Re: Atypical Cushings treatment
Atypical Cushing's is a form in which the cortisol is NORMAL but two or more of the intermediate, or sex, hormones are elevated. Since Paddy was taking Vetoryl for Cushing's a normal reading on the UTK test is expected if the drug is prescribed at the right dose and properly given (with food). Studies have shown that Vetoryl CAUSES elevations in some of the intermediates so running the UTK panel at this stage of the game was really a waste of money. Now if the Vetoryl has consistently been causing his cortisol to be TOO low and the original diagnosis of Cushing's was in question, then stopping the drug and then checking the intermediates might have made sense to me. Regardless, you don't stop giving the Vetoryl, or Lysodren, just because there are elevations in those other hormones if the diagnosis of conventional Cushing's, with elevated cortisol, was accurate - you give the melatonin and lignans with the Vetoryl or Lysodren. And it is the combination of melatonin and lignans that work on the intermediates - giving one or the other alone will not work. So I highly question the IMS' understanding of Atypical Cushing's. UTK does not recommend using Vetoryl in Atypical pups but prefers Lysodren because of the studies that show Vetoryl causes those elevations. It is feasible that Lyso also could cause elevations in the intermediates but I don't know of any studies supporting that.
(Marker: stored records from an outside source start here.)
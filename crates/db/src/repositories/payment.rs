//! Payment repository for database operations.
//!
//! Marking a payment `PAID` moves the parent order to `PAID` inside the
//! same database transaction, so the two rows can never disagree.

use kantor_core::order::{OrderFlowError, OrderStatus, PaymentStatus, ensure_transition};
use rust_decimal::Decimal;
use sea_orm::{
    ActiveModelTrait, ColumnTrait, DatabaseConnection, DbErr, EntityTrait, QueryFilter, QueryOrder,
    Set, TransactionTrait,
};
use uuid::Uuid;

use crate::entities::{orders, payments, service_packages, users};

/// Error types for payment operations.
#[derive(Debug, thiserror::Error)]
pub enum PaymentError {
    /// Payment not found.
    #[error("Payment not found: {0}")]
    NotFound(Uuid),

    /// Order not found.
    #[error("Order not found: {0}")]
    OrderNotFound(Uuid),

    /// The order already has a payment.
    #[error("Order already has a payment: {0}")]
    DuplicatePayment(Uuid),

    /// Lifecycle rule violation on the parent order.
    #[error(transparent)]
    Flow(#[from] OrderFlowError),

    /// Database error.
    #[error("Database error: {0}")]
    Database(#[from] DbErr),
}

/// Input for updating a payment.
#[derive(Debug, Clone, Default)]
pub struct UpdatePaymentInput {
    /// New payment status.
    pub status: Option<PaymentStatus>,
    /// Payment method used.
    pub payment_method: Option<String>,
    /// URL of the uploaded payment proof.
    pub proof_url: Option<String>,
    /// When the payment was received.
    pub paid_at: Option<chrono::DateTime<chrono::Utc>>,
}

/// Payment joined with its order, client, and service for admin listings.
#[derive(Debug, Clone)]
pub struct PaymentOverview {
    /// The payment row.
    pub payment: payments::Model,
    /// The parent order.
    pub order: Option<orders::Model>,
    /// The paying client.
    pub client: Option<users::Model>,
    /// The ordered service.
    pub service: Option<service_packages::Model>,
}

/// Payment repository for invoice operations.
#[derive(Debug, Clone)]
pub struct PaymentRepository {
    db: DatabaseConnection,
}

impl PaymentRepository {
    /// Creates a new payment repository.
    #[must_use]
    pub const fn new(db: DatabaseConnection) -> Self {
        Self { db }
    }

    /// Finds a payment by ID.
    ///
    /// # Errors
    ///
    /// Returns an error if the database query fails.
    pub async fn find_by_id(&self, id: Uuid) -> Result<Option<payments::Model>, DbErr> {
        payments::Entity::find_by_id(id).one(&self.db).await
    }

    /// Finds the payment for an order.
    ///
    /// # Errors
    ///
    /// Returns an error if the database query fails.
    pub async fn find_by_order(&self, order_id: Uuid) -> Result<Option<payments::Model>, DbErr> {
        payments::Entity::find()
            .filter(payments::Column::OrderId.eq(order_id))
            .one(&self.db)
            .await
    }

    /// Creates the payment record for an order, status `UNPAID`.
    ///
    /// Does not touch the order's status; that happens only when the
    /// payment is later marked `PAID`.
    ///
    /// # Errors
    ///
    /// Returns [`PaymentError::OrderNotFound`] if the order does not
    /// exist, or [`PaymentError::DuplicatePayment`] if it already has a
    /// payment.
    pub async fn create(
        &self,
        order_id: Uuid,
        amount: Decimal,
        payment_method: Option<String>,
        proof_url: Option<String>,
    ) -> Result<payments::Model, PaymentError> {
        let order = orders::Entity::find_by_id(order_id).one(&self.db).await?;
        if order.is_none() {
            return Err(PaymentError::OrderNotFound(order_id));
        }

        if self.find_by_order(order_id).await?.is_some() {
            return Err(PaymentError::DuplicatePayment(order_id));
        }

        let now = chrono::Utc::now().into();
        let payment = payments::ActiveModel {
            id: Set(Uuid::new_v4()),
            order_id: Set(order_id),
            amount: Set(amount),
            status: Set(PaymentStatus::Unpaid.into()),
            payment_method: Set(payment_method),
            proof_url: Set(proof_url),
            paid_at: Set(None),
            created_at: Set(now),
            updated_at: Set(now),
        };

        Ok(payment.insert(&self.db).await?)
    }

    /// Updates a payment; marking it `PAID` also moves the parent order
    /// to `PAID` atomically.
    ///
    /// # Errors
    ///
    /// Returns [`PaymentError::NotFound`] if the payment does not exist,
    /// [`PaymentError::Flow`] if the parent order cannot legally move to
    /// `PAID`, or [`PaymentError::Database`] on failure (the transaction
    /// rolls back, leaving both rows untouched).
    pub async fn update(
        &self,
        id: Uuid,
        input: UpdatePaymentInput,
    ) -> Result<payments::Model, PaymentError> {
        let txn = self.db.begin().await?;

        let payment = payments::Entity::find_by_id(id)
            .one(&txn)
            .await?
            .ok_or(PaymentError::NotFound(id))?;

        let order_id = payment.order_id;
        let becomes_paid = input.status == Some(PaymentStatus::Paid);

        let mut active: payments::ActiveModel = payment.into();
        if let Some(status) = input.status {
            active.status = Set(status.into());
        }
        if let Some(payment_method) = input.payment_method {
            active.payment_method = Set(Some(payment_method));
        }
        if let Some(proof_url) = input.proof_url {
            active.proof_url = Set(Some(proof_url));
        }
        if let Some(paid_at) = input.paid_at {
            active.paid_at = Set(Some(paid_at.into()));
        } else if becomes_paid {
            active.paid_at = Set(Some(chrono::Utc::now().into()));
        }
        active.updated_at = Set(chrono::Utc::now().into());

        let updated = active.update(&txn).await?;

        if becomes_paid {
            let order = orders::Entity::find_by_id(order_id)
                .one(&txn)
                .await?
                .ok_or(PaymentError::OrderNotFound(order_id))?;

            ensure_transition(order.status.clone().into(), OrderStatus::Paid)?;

            let mut order_active: orders::ActiveModel = order.into();
            order_active.status = Set(OrderStatus::Paid.into());
            order_active.updated_at = Set(chrono::Utc::now().into());
            order_active.update(&txn).await?;
        }

        txn.commit().await?;

        Ok(updated)
    }

    /// Lists all payments, newest first, joined with order, client, and
    /// service.
    ///
    /// # Errors
    ///
    /// Returns an error if the database query fails.
    pub async fn list_all(&self) -> Result<Vec<PaymentOverview>, DbErr> {
        let payments_with_orders = payments::Entity::find()
            .order_by_desc(payments::Column::CreatedAt)
            .find_also_related(orders::Entity)
            .all(&self.db)
            .await?;

        let client_ids: Vec<Uuid> = payments_with_orders
            .iter()
            .filter_map(|(_, order)| order.as_ref().map(|o| o.client_id))
            .collect();
        let service_ids: Vec<Uuid> = payments_with_orders
            .iter()
            .filter_map(|(_, order)| order.as_ref().map(|o| o.service_id))
            .collect();

        let clients_by_id: std::collections::HashMap<Uuid, users::Model> = users::Entity::find()
            .filter(users::Column::Id.is_in(client_ids))
            .all(&self.db)
            .await?
            .into_iter()
            .map(|user| (user.id, user))
            .collect();

        let services_by_id: std::collections::HashMap<Uuid, service_packages::Model> =
            service_packages::Entity::find()
                .filter(service_packages::Column::Id.is_in(service_ids))
                .all(&self.db)
                .await?
                .into_iter()
                .map(|service| (service.id, service))
                .collect();

        Ok(payments_with_orders
            .into_iter()
            .map(|(payment, order)| {
                let client = order
                    .as_ref()
                    .and_then(|o| clients_by_id.get(&o.client_id).cloned());
                let service = order
                    .as_ref()
                    .and_then(|o| services_by_id.get(&o.service_id).cloned());
                PaymentOverview {
                    payment,
                    order,
                    client,
                    service,
                }
            })
            .collect())
    }
}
So all in all I am confused about what the IMS was hoping to achieve with the UTK panel as well as telling you to stop the Vetoryl and use melatonin only.
"May you know that absence is full of tender presence and that nothing is ever lost or forgotten." John O'Donahue, "Eternal Echoes"
Death is not a changing of worlds as most imagine, as much as the walls of this world infinitely expanding.